The company laid off about 1,000 employees at O’Hare and Midway when COVID hit. It has recalled all laid-off employees. “We’re doing OK,” Durocher says. “We’re meeting our commitments.”

About 50,000 people work at the two airports. Airlines rely on outsourcers to handle ticketing, loading and unloading aircraft, cleaning planes between flights and fueling. If they have difficulty finding staff, it’s that much more difficult for airlines to crank up their operations.

Finding airport workers is a challenge in the best of times because employees generally have to travel longer distances to get to work, go through security, pay more for parking and food, and schedules can be more demanding.

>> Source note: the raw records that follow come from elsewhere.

//! Speed-Boost Power-Up System
//!
//! Spawns a speed-boost carrier entity when the boost is granted; the
//! buff system drives the carrier's lifecycle.

use crate::ecs::component::PowerUpKind;
use crate::ecs::factory::spawn_speed_boost;
use crate::game::constants::{SPEED_BOOST_DURATION, SPEED_BOOST_MULTIPLIER};
use crate::game::events::{EventKind, GameEvent};
use crate::game::systems::{System, SystemContext};

/// Materializes granted speed boosts.
pub struct SpeedBoostPowerUpSystem;

impl System for SpeedBoostPowerUpSystem {
    fn name(&self) -> &'static str {
        "speed_boost"
    }

    fn interests(&self) -> &'static [EventKind] {
        &[EventKind::PowerUpGranted]
    }

    fn on_event(&mut self, ctx: &mut SystemContext<'_>, event: &GameEvent) {
        let GameEvent::PowerUpGranted { player, kind } = event else {
            return;
        };
        if *kind != PowerUpKind::SpeedBoost {
            return;
        }

        spawn_speed_boost(ctx.store, *player, SPEED_BOOST_DURATION, SPEED_BOOST_MULTIPLIER);
    }
}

Vendors took another blow last week. Pay rates for many workers rose from $14.25-$14.85 per hour July 1 when the city minimum wage rose to $15. The boost in minimum wage will push up pay rates for other workers.

“Airports are always in a difficult hiring situation,” says Tom Gimbel, CEO of the LaSalle Network, a staffing firm—LaSalle does not do work at the airport. “Right now, they’re in the worst situation of anybody.”

When companies do find workers, it takes longer to bring them on board because employees have to undergo background checks to get security clearance to work at the airport. The process can take a couple of weeks. As airport operations picked up in May, the city’s badging operations at the airports were quickly overrun with both existing employees seeking renewals and new hires getting new badges. The city has hired a staffing firm to add badging clerks.

In the meantime, restaurants and retailers also are looking to technology, such as kiosks, for help. Hudson News recently opened a Midway store that allows customers to purchase products with Amazon technology instead of standing in line. Vending machines that contain clothing and sunglasses also have been added.

Home Run Inn Pizza at Midway, which is beating pre-COVID level sales thanks to a location close to Southwest Airlines’ busiest gates, is also encouraging online ordering.

“There’s more business than we have the people to meet,” says Alan Potekin, regional operations manager. “We’re not fully staffed. We’re trying to push as many guests as we can to use technology to order to take some pressure off our staff.”